▶ Problem to work on
Set out exactly every line of the entries below, starting at the line that holds "self.multiply(&rhs)" and stopping after the line that holds "fn div(self, rhs: Dimension)".

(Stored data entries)
▼▼▼
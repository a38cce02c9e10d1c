//! Canonical dimensions, their algebra, and type-level dimension tags.

use crate::base::BaseDimension;
use crate::seq;
use core::cmp::Ordering;
use core::fmt::{Display, Formatter, Result};
use core::marker::PhantomData;
use core::ops::{Div, Mul};
use log::trace;

/// A base dimension raised to an integer power, e.g. `T^-1`.
///
/// Terms straight from user input may carry a zero exponent or repeat a base; a canonical [`Dimension`] never holds
/// such terms.
#[derive(Clone, Copy, Debug, PartialEq, Eq, Hash)]
pub struct ExponentTerm {
    base: BaseDimension,
    exponent: i32,
}

impl ExponentTerm {
    /// Creates the term `base^exponent`.
    #[inline]
    pub const fn new(base: BaseDimension, exponent: i32) -> Self {
        Self { base, exponent }
    }

    /// The base dimension of this term.
    #[inline]
    pub const fn base(self) -> BaseDimension {
        self.base
    }

    /// The exponent of this term.
    #[inline]
    pub const fn exponent(self) -> i32 {
        self.exponent
    }

    /// The same base with the exponent negated.
    #[inline]
    pub const fn invert(self) -> Self {
        Self::new(self.base, -self.exponent)
    }
}

/// Terms order by base dimension first, exponent second.
impl PartialOrd for ExponentTerm {
    fn partial_cmp(&self, other: &Self) -> Option<Ordering> {
        Some(self.cmp(other))
    }
}

impl Ord for ExponentTerm {
    fn cmp(&self, other: &Self) -> Ordering {
        self.base
            .cmp(&other.base)
            .then(self.exponent.cmp(&other.exponent))
    }
}

impl Display for ExponentTerm {
    fn fmt(&self, f: &mut Formatter<'_>) -> Result {
        if self.exponent == 1 {
            write!(f, "{}", self.base)
        } else {
            write!(f, "{}^{}", self.base, self.exponent)
        }
    }
}

/// A derived physical dimension in canonical form.
///
/// A `Dimension` is a sequence of [`ExponentTerm`]s that is
///
/// - sorted ascending by base dimension,
/// - free of duplicate base dimensions,
/// - free of zero exponents.
///
/// The empty sequence is the dimensionless dimension. Values can only be obtained through canonicalization, so two
/// dimensions are physically the same exactly when they compare equal.
///
/// ```rust
/// use dimen_core::{dimension, BaseDimension, Dimension};
///
/// let velocity = dimension![BaseDimension::TIME => -1, BaseDimension::LENGTH => 1];
/// let length = dimension![BaseDimension::LENGTH => 1];
/// let time = dimension![BaseDimension::TIME => 1];
///
/// assert_eq!(velocity, length.divide(&time));
/// assert_eq!(velocity.to_string(), "L·T^-1");
/// assert!(velocity.multiply(&velocity.invert()).is_dimensionless());
/// ```
#[derive(Clone, Debug, Default, PartialEq, Eq, PartialOrd, Ord, Hash)]
pub struct Dimension {
    terms: Vec<ExponentTerm>,
}

impl Dimension {
    /// Canonicalizes an arbitrary collection of exponent terms.
    ///
    /// The input may be unsorted, repeat base dimensions and contain zero exponents. Terms are merge-sorted by base
    /// dimension (then exponent), runs of the same base are collapsed by summing their exponents, and anything that
    /// sums to zero is dropped.
    pub fn new(terms: impl IntoIterator<Item = ExponentTerm>) -> Self {
        let sorted = seq::sort_by(terms.into_iter().collect(), ExponentTerm::cmp);
        let input_len = sorted.len();

        let mut canonical: Vec<ExponentTerm> = Vec::with_capacity(input_len);
        for term in sorted {
            match canonical.last_mut() {
                Some(last) if last.base == term.base => last.exponent += term.exponent,
                _ => canonical.push(term),
            }
        }
        canonical.retain(|term| term.exponent != 0);

        if canonical.len() != input_len {
            trace!(
                "canonicalized {} exponent terms into {}",
                input_len,
                canonical.len()
            );
        }

        Self { terms: canonical }
    }

    /// Alias of [`Dimension::new`].
    #[inline]
    pub fn canonicalize(terms: impl IntoIterator<Item = ExponentTerm>) -> Self {
        Self::new(terms)
    }

    /// The dimensionless dimension (no terms).
    #[inline]
    pub const fn dimensionless() -> Self {
        Self { terms: Vec::new() }
    }

    /// A dimension consisting of a single base dimension to the first power.
    pub fn base(base: BaseDimension) -> Self {
        Self {
            terms: vec![ExponentTerm::new(base, 1)],
        }
    }

    /// Whether this is the dimensionless dimension.
    #[inline]
    pub fn is_dimensionless(&self) -> bool {
        self.terms.is_empty()
    }

    /// The canonical terms, sorted by base dimension.
    #[inline]
    pub fn terms(&self) -> &[ExponentTerm] {
        &self.terms
    }

    /// Exponent of `base` in this dimension (`0` if absent).
    pub fn exponent_of(&self, base: BaseDimension) -> i32 {
        self.terms
            .binary_search_by(|term| term.base.cmp(&base))
            .map(|idx| self.terms[idx].exponent)
            .unwrap_or(0)
    }

    /// Product of two dimensions: the canonical form of both term lists concatenated.
    pub fn multiply(&self, other: &Dimension) -> Dimension {
        Self::new(self.terms.iter().chain(other.terms.iter()).copied())
    }

    /// Quotient of two dimensions: `self * other^-1`.
    pub fn divide(&self, other: &Dimension) -> Dimension {
        self.multiply(&other.invert())
    }

    /// Inverse dimension: every exponent negated.
    ///
    /// Negating exponents keeps the sort order and cannot introduce zeros, so the result is already canonical.
    pub fn invert(&self) -> Dimension {
        Self {
            terms: self.terms.iter().map(|term| term.invert()).collect(),
        }
    }

    /// Raises this dimension to an integer power.
    pub fn pow(&self, n: i32) -> Dimension {
        Self::new(
            self.terms
                .iter()
                .map(|term| ExponentTerm::new(term.base, term.exponent * n)),
        )
    }
}

impl FromIterator<ExponentTerm> for Dimension {
    fn from_iter<I: IntoIterator<Item = ExponentTerm>>(iter: I) -> Self {
        Self::new(iter)
    }
}

impl From<BaseDimension> for Dimension {
    fn from(base: BaseDimension) -> Self {
        Self::base(base)
    }
}

impl Display for Dimension {
    fn fmt(&self, f: &mut Formatter<'_>) -> Result {
        if self.terms.is_empty() {
            return f.write_str("1");
        }
        for (i, term) in self.terms.iter().enumerate() {
            if i > 0 {
                f.write_str("·")?;
            }
            write!(f, "{}", term)?;
        }
        Ok(())
    }
}

impl Mul for &Dimension {
    type Output = Dimension;
    fn mul(self, rhs: &Dimension) -> Dimension {
        self.multiply(rhs)
    }
}

impl Mul for Dimension {
    type Output = Dimension;
    fn mul(self, rhs: Dimension) -> Dimension {
        self.multiply(&rhs)
    }
}

impl Div for &Dimension {
    type Output = Dimension;
    fn div(self, rhs: &Dimension) -> Dimension {
        self.divide(rhs)
    }
}

impl Div for Dimension {
    type Output = Dimension;
    fn div(self, rhs: Dimension) -> Dimension {
        self.divide(&rhs)
    }
}

// ─────────────────────────────────────────────────────────────────────────────
// Type-level dimension tags
// ─────────────────────────────────────────────────────────────────────────────

/// Marker trait for type-level **dimension tags** (Length, Time, …).
///
/// A tag names a dimension at compile time so that units can be grouped (`LengthUnit`, …) and converted with a
/// purely static check. Its canonical value is available through [`DimensionTag::dimension`]. You usually model a
/// tag as an empty enum:
///
/// ```rust
/// use dimen_core::{BaseDimension, Dimension, DimensionTag};
///
/// pub enum Length {}
/// impl DimensionTag for Length {
///     fn dimension() -> Dimension {
///         Dimension::base(BaseDimension::LENGTH)
///     }
/// }
/// ```
pub trait DimensionTag: 'static {
    /// The canonical dimension this tag stands for.
    fn dimension() -> Dimension;
}

/// Tag for the product of two dimension tags.
#[derive(Clone, Copy, Debug, PartialEq, Eq)]
pub struct MulDim<A: DimensionTag, B: DimensionTag>(PhantomData<(A, B)>);
impl<A: DimensionTag, B: DimensionTag> DimensionTag for MulDim<A, B> {
    fn dimension() -> Dimension {
        A::dimension().multiply(&B::dimension())
    }
}

/// Tag for the quotient of two dimension tags, e.g. `Length / Time`.
#[derive(Clone, Copy, Debug, PartialEq, Eq)]
pub struct DivDim<N: DimensionTag, D: DimensionTag>(PhantomData<(N, D)>);
impl<N: DimensionTag, D: DimensionTag> DimensionTag for DivDim<N, D> {
    fn dimension() -> Dimension {
        N::dimension().divide(&D::dimension())
    }
}

/// Tag for dimensionless quantities.
pub enum Dimensionless {}
impl DimensionTag for Dimensionless {
    fn dimension() -> Dimension {
        Dimension::dimensionless()
    }
}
▲▲▲
▶ Response for this exercise
        self.multiply(&rhs)
    }
}

impl Div for &Dimension {
    type Output = Dimension;
    fn div(self, rhs: &Dimension) -> Dimension {
        self.divide(rhs)
    }
}

impl Div for Dimension {
    type Output = Dimension;
    fn div(self, rhs: Dimension) -> Dimension {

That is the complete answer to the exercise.